The logic behind these video ideas, if there is any logic, might be from Funny Or Die’s earliest days. The video that launched FOD is “The Landlord”, a 2007 short in which Adam McKay’s then two-year-old daughter, Pearl, vulgarly berates Will Ferrell who is behind on his rent. The joke is that a baby is doing adult things, like collecting rent, swearing, and “drinking” beer. “The Landlord” made many “best of” lists at the end of the 2000s, noting its prominence as one of the early viral videos that defined the phenomenon.
The same kind of “kids doing adult things” logic applies to these two videos Haddish and Spears involved Jane and John in: a teen starring in a “hot girl sandwich” ad, a little boy turning the tables on a pervert in a “Landlord” style vulgar scenario, the “joke” is that they’re too young for these things. But also, USE SOME GODDAMN JUDGMENT. Just because you have an idea, doesn’t mean you need to execute said idea. Consider how creepy it is to smoke a cigarette while watching a kid bathe and rethink your entire life.
“The Landlord” works because it’s very clear Pearl McKay has no idea what she’s saying, she’s just parroting lines being fed to her from off camera—it’s on Will Ferrell to sell the entire bit as the hassled renter. At no point does the scenario feel dangerous to Pearl McKay, and even if you disagree with babies swearing, well, her father wrote the bit and was present while she was filming it, so if he doesn’t care, Nosy Nellies can just keep their condemnation to themselves (although there was PLENTY of judgment going around back in the day).

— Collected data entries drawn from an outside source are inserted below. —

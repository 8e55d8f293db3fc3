//! End-to-end tests: a control context publishing over every channel and
//! display contexts resolving from them.

use onair::{
    open_window, Channel, ChannelKind, ChannelOutcome, ContextId, DirectChannel, DirectReader,
    DisplayView, Document, LiveState, MarkerChannel, MarkerReader, MemoryRemoteStore,
    OriginStorage, Person, Publisher, RefreshToken, RemoteChannel, RemoteReader, ResolveMode,
    ResolverState, Settings, StorageChannel, StorageReader, SubscriberResolver, Subject,
    SyncConfig, UrlChannel, UrlReader, Version, WindowInbox,
};
use serde_json::json;
use std::sync::Arc;
use std::thread;
use std::time::{Duration, Instant};

const WAIT: Duration = Duration::from_secs(3);

fn test_config() -> SyncConfig {
    SyncConfig {
        poll_interval: Duration::from_millis(20),
        ..Default::default()
    }
}

/// Media shared by the control context and its displays.
struct Rig {
    config: SyncConfig,
    remote: Arc<MemoryRemoteStore>,
    storage: OriginStorage,
    document: Document,
    direct: Arc<DirectChannel>,
    publisher: Publisher,
}

fn init_tracing() {
    let _ = tracing_subscriber::fmt()
        .with_test_writer()
        .with_max_level(tracing::Level::DEBUG)
        .try_init();
}

fn rig() -> Rig {
    init_tracing();
    let config = test_config();
    let remote = Arc::new(MemoryRemoteStore::new());
    let storage = OriginStorage::in_memory(config.storage_quota);
    let document = Document::new();
    let direct = Arc::new(DirectChannel::new());

    let publisher = Publisher::builder(config.clone())
        .channel(Arc::new(RemoteChannel::new(remote.clone())))
        .channel(Arc::clone(&direct))
        .channel(Arc::new(MarkerChannel::new(document.clone())))
        .channel(Arc::new(StorageChannel::new(storage.clone(), ContextId::fresh())))
        .url_channel(UrlChannel::from_config(&config).unwrap())
        .build()
        .unwrap();

    Rig {
        config,
        remote,
        storage,
        document,
        direct,
        publisher,
    }
}

impl Rig {
    /// A display in a window the control context opened.
    fn display(&self, mode: ResolveMode, inbox: Option<WindowInbox>) -> Arc<SubscriberResolver> {
        let attempts = self.config.read_attempts;
        let mut resolver = SubscriberResolver::new(mode, &self.config)
            .with_reader(RemoteReader::new(self.remote.clone(), attempts))
            .with_reader(MarkerReader::new(self.document.clone()))
            .with_reader(StorageReader::new(
                self.storage.clone(),
                ContextId::fresh(),
                attempts,
            ));
        if let Some(inbox) = inbox {
            resolver = resolver.with_reader(DirectReader::new(inbox));
        }
        Arc::new(resolver)
    }
}

fn wait_for(mut condition: impl FnMut() -> bool) -> bool {
    let deadline = Instant::now() + WAIT;
    while Instant::now() < deadline {
        if condition() {
            return true;
        }
        thread::sleep(Duration::from_millis(5));
    }
    condition()
}

fn ada() -> Person {
    Person::new(1, "Ada").with_surname("Lovelace").with_title("Host")
}

// --- Realistic Workflow Tests ---

#[test]
fn test_display_converges_after_go_live() {
    let rig = rig();
    let (handle, inbox) = open_window("displayPreview", rig.config.buffer_size);
    rig.direct.attach(handle);

    let resolver = rig.display(ResolveMode::Listen, Some(inbox));
    let session = resolver.start().unwrap();
    assert_eq!(session.view(), DisplayView::Waiting);

    let receipt = rig.publisher.go_live(ada()).unwrap();
    let version = receipt.version();
    let report = receipt.wait(WAIT);
    assert!(report.is_complete());
    assert!(report.failures().is_empty());

    assert!(wait_for(|| resolver.held_version() == Some(version)));
    assert_eq!(resolver.state(), ResolverState::Converged);
    match session.view() {
        DisplayView::Show { person, settings } => {
            assert_eq!(person.full_name(), "Ada Lovelace");
            assert_eq!(settings.get("fontSize"), Some(&json!(30)));
        }
        other => panic!("Expected Show, got {:?}", other),
    }
    session.close();
}

#[test]
fn test_stop_after_go_live_shows_blank() {
    let rig = rig();
    let resolver = rig.display(ResolveMode::Listen, None);
    let session = resolver.start().unwrap();

    rig.publisher.go_live(ada()).unwrap().wait(WAIT);
    let stopped = rig.publisher.stop().unwrap();
    let version = stopped.version();
    stopped.wait(WAIT);

    assert!(wait_for(|| resolver.held_version() == Some(version)));
    assert_eq!(session.view(), DisplayView::Blank);
}

#[test]
fn test_person_then_empty_by_version() {
    let resolver = SubscriberResolver::new(ResolveMode::Listen, &test_config());

    resolver.offer(
        ChannelKind::RemoteStore,
        LiveState::new(ada(), Settings::defaults(), Version(5)),
    );
    resolver.offer(
        ChannelKind::PersistentStorage,
        LiveState::empty(Settings::defaults(), Version(6)),
    );

    assert_eq!(resolver.view(), DisplayView::Blank);
    assert_eq!(resolver.held_version(), Some(Version(6)));
}

#[test]
fn test_newest_wins_regardless_of_arrival_order() {
    let v7 = LiveState::new(ada(), Settings::defaults(), Version(7));
    let v6 = LiveState::new(Person::new(2, "Grace"), Settings::defaults(), Version(6));

    for remote_first in [true, false] {
        let config = test_config();
        let remote = Arc::new(MemoryRemoteStore::new());
        let storage = OriginStorage::in_memory(config.storage_quota);
        let resolver = SubscriberResolver::new(ResolveMode::Poll, &config)
            .with_reader(RemoteReader::new(remote.clone(), 3))
            .with_reader(StorageReader::new(storage.clone(), ContextId::fresh(), 3));

        let remote_channel = RemoteChannel::new(remote);
        let storage_channel = StorageChannel::new(storage, ContextId::fresh());

        if remote_first {
            remote_channel.publish(&v7, RefreshToken(7)).unwrap();
            resolver.poll_once();
            storage_channel.publish(&v6, RefreshToken(6)).unwrap();
            resolver.poll_once();
        } else {
            storage_channel.publish(&v6, RefreshToken(6)).unwrap();
            resolver.poll_once();
            remote_channel.publish(&v7, RefreshToken(7)).unwrap();
            resolver.poll_once();
        }

        assert_eq!(resolver.held_version(), Some(Version(7)), "remote_first={}", remote_first);
        assert_eq!(resolver.source(), Some(ChannelKind::RemoteStore));
    }
}

#[test]
fn test_oversized_payload_omits_url_channel() {
    let rig = rig();
    let (handle, _inbox) = open_window("displayPreview", rig.config.buffer_size);
    rig.direct.attach(handle);

    let settings = Settings::defaults().with("customCss", json!("x".repeat(3000)));
    let report = rig
        .publisher
        .publish(Subject::Person(ada()), settings)
        .unwrap()
        .wait(WAIT);

    match report.outcome(ChannelKind::UrlParameters) {
        Some(ChannelOutcome::Failed { error }) => assert!(error.contains("limit 2000")),
        other => panic!("Expected URL channel failure, got {:?}", other),
    }
    let mut delivered = report.delivered();
    delivered.sort();
    assert_eq!(
        delivered,
        vec![
            ChannelKind::RemoteStore,
            ChannelKind::DirectMessage,
            ChannelKind::DomMarker,
            ChannelKind::PersistentStorage,
        ]
    );

    let links = rig.publisher.links().unwrap();
    assert_eq!(links.obs, links.receiver);
    assert_eq!(links.direct, None);
}

#[test]
fn test_direct_link_follows_small_payloads() {
    let rig = rig();
    let report = rig.publisher.go_live(ada()).unwrap().wait(WAIT);
    assert_eq!(
        report.outcome(ChannelKind::UrlParameters),
        Some(&ChannelOutcome::Delivered)
    );

    let links = rig.publisher.links().unwrap();
    let direct = links.direct.unwrap();
    assert_eq!(links.obs, direct);

    // An embed opened from the link needs no other channel.
    let reader = UrlReader::parse(&direct).unwrap();
    let resolver = SubscriberResolver::new(ResolveMode::from_params(reader.params()), &test_config())
        .with_reader(reader);
    assert_eq!(resolver.initialize(), ResolverState::Converged);
    assert_eq!(resolver.held_version(), Some(report.version));
    assert_eq!(resolver.source(), Some(ChannelKind::UrlParameters));
}

#[test]
fn test_forced_refresh_changes_only_version() {
    let rig = rig();
    let resolver = rig.display(ResolveMode::Listen, None);
    let _session = resolver.start().unwrap();

    let first = rig.publisher.go_live(ada()).unwrap();
    let live_version = first.version();
    first.wait(WAIT);
    let before = rig.publisher.current();
    let link_before = rig.publisher.links().unwrap().obs;

    let a = rig.publisher.force_refresh().unwrap();
    let b = rig.publisher.force_refresh().unwrap();
    assert!(live_version < a.version() && a.version() < b.version());
    assert!(a.token() < b.token());
    let latest = b.version();
    a.wait(WAIT);
    b.wait(WAIT);

    let after = rig.publisher.current();
    assert!(before.same_payload(&after));
    assert_eq!(rig.publisher.forced_refreshes(), 2);
    assert_ne!(rig.publisher.links().unwrap().obs, link_before);

    assert!(wait_for(|| resolver.held_version() == Some(latest)));
    assert!(matches!(resolver.view(), DisplayView::Show { .. }));
}

#[test]
fn test_receiver_link_display_polls() {
    let rig = rig();
    let receiver_link = rig.publisher.links().unwrap().receiver;
    let reader = UrlReader::parse(&receiver_link).unwrap();
    let mode = ResolveMode::from_params(reader.params());
    assert_eq!(mode, ResolveMode::Poll);

    let resolver = Arc::new(
        SubscriberResolver::new(mode, &rig.config)
            .with_reader(StorageReader::new(rig.storage.clone(), ContextId::fresh(), 3))
            .with_reader(reader),
    );
    let session = resolver.start().unwrap();
    // Only the poller, no listeners.
    assert_eq!(session.subscriptions(), 1);
    assert_eq!(rig.storage.listener_count(), 0);

    let receipt = rig.publisher.go_live(ada()).unwrap();
    let version = receipt.version();
    receipt.wait(WAIT);

    assert!(wait_for(|| resolver.held_version() == Some(version)));
    assert_eq!(resolver.source(), Some(ChannelKind::PersistentStorage));
}

#[test]
fn test_late_display_picks_up_current_state() {
    let rig = rig();
    let receipt = rig.publisher.go_live(ada()).unwrap();
    let version = receipt.version();
    receipt.wait(WAIT);

    // Opened after the fact: initialization alone is enough.
    let resolver = rig.display(ResolveMode::Listen, None);
    assert_eq!(resolver.initialize(), ResolverState::Converged);
    assert_eq!(resolver.held_version(), Some(version));
    assert_eq!(resolver.source(), Some(ChannelKind::RemoteStore));
}

#[test]
fn test_session_close_detaches_from_media() {
    let rig = rig();
    let resolver = rig.display(ResolveMode::Listen, None);

    let session = resolver.start().unwrap();
    assert_eq!(rig.remote.watcher_count(), 1);
    assert_eq!(rig.storage.listener_count(), 1);
    // Remote and storage listeners, plus the poller for the marker.
    assert_eq!(session.subscriptions(), 3);

    session.close();
    assert_eq!(rig.remote.watcher_count(), 0);
    assert_eq!(rig.storage.listener_count(), 0);

    // Held state survives the session.
    rig.publisher.go_live(ada()).unwrap().wait(WAIT);
    thread::sleep(Duration::from_millis(60));
    assert_eq!(resolver.view(), DisplayView::Waiting);
}

#[test]
fn test_several_windows_all_receive() {
    let rig = rig();
    let displays: Vec<_> = (0..3)
        .map(|i| {
            let (handle, inbox) = open_window(format!("display-{}", i), 8);
            rig.direct.attach(handle);
            let resolver = Arc::new(
                SubscriberResolver::new(ResolveMode::Listen, &rig.config)
                    .with_reader(DirectReader::new(inbox)),
            );
            let session = resolver.start().unwrap();
            (resolver, session)
        })
        .collect();
    assert_eq!(rig.direct.open_windows(), 3);

    let receipt = rig.publisher.go_live(ada()).unwrap();
    let version = receipt.version();
    receipt.wait(WAIT);

    for (resolver, _) in &displays {
        assert!(wait_for(|| resolver.held_version() == Some(version)));
        assert_eq!(resolver.source(), Some(ChannelKind::DirectMessage));
    }
}

#[test]
fn test_same_document_preview_listens_to_storage() {
    init_tracing();
    let config = test_config();
    let storage = OriginStorage::in_memory(config.storage_quota);
    // The preview lives in the control context itself.
    let control = ContextId::fresh();
    let publisher = Publisher::builder(config.clone())
        .channel(Arc::new(StorageChannel::new(storage.clone(), control)))
        .build()
        .unwrap();

    let resolver = Arc::new(
        SubscriberResolver::new(ResolveMode::Listen, &config)
            .with_reader(StorageReader::new(storage, control, config.read_attempts)),
    );
    let _session = resolver.start().unwrap();

    let version = publisher.go_live(ada()).unwrap().version();
    assert!(wait_for(|| resolver.held_version() == Some(version)));
    assert_eq!(resolver.source(), Some(ChannelKind::PersistentStorage));
}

But Jane and John Doe didn’t have a parent or guardian present when these videos were made. Their mother thought she was sending her kids off with “Auntie Tiff” for a chance to get on TV—the lawsuit alleges Haddish told them she was taking John to make a “sizzle reel for Nickelodeon”—so this is not a case of a parent approving of the situation their child is put in. The Does’ mother settled with Spears in 2019, but that settlement didn’t bind Haddish, nor did it involve any action on behalf of the children. The family is representing themselves in this new suit, seeking damages for, among other things, emotional distress and sexual battery. Some will undoubtedly accuse this family of trying to extort “Auntie Tiff”—Haddish’s lawyer says as much in his statement—and point to their “imperfect victim” status since Jane now has guardianship of John, as their mother battles mental and physical health issues.
But at least the video of John naked in a bathtub with Aries Spears DOES exist. That HAPPENED. We know it did, because Funny Or Die pulled it from their site long before any of this blew up in the public sphere, and they made SURE we know they’re not down with that kind of thing on their site. And The Daily Beast wouldn’t have published a detailed description of the video unless their lawyers deemed it safe to do so, which means it exists as described. Aries Spears and Tiffany Haddish thought a video of a seven-year-old naked in a bathtub with an adult watching suggestively was funny and not deeply disturbing. They can bullsh-t in the media all they want, but…they made that video. Maybe it’s time to answer some questions about it.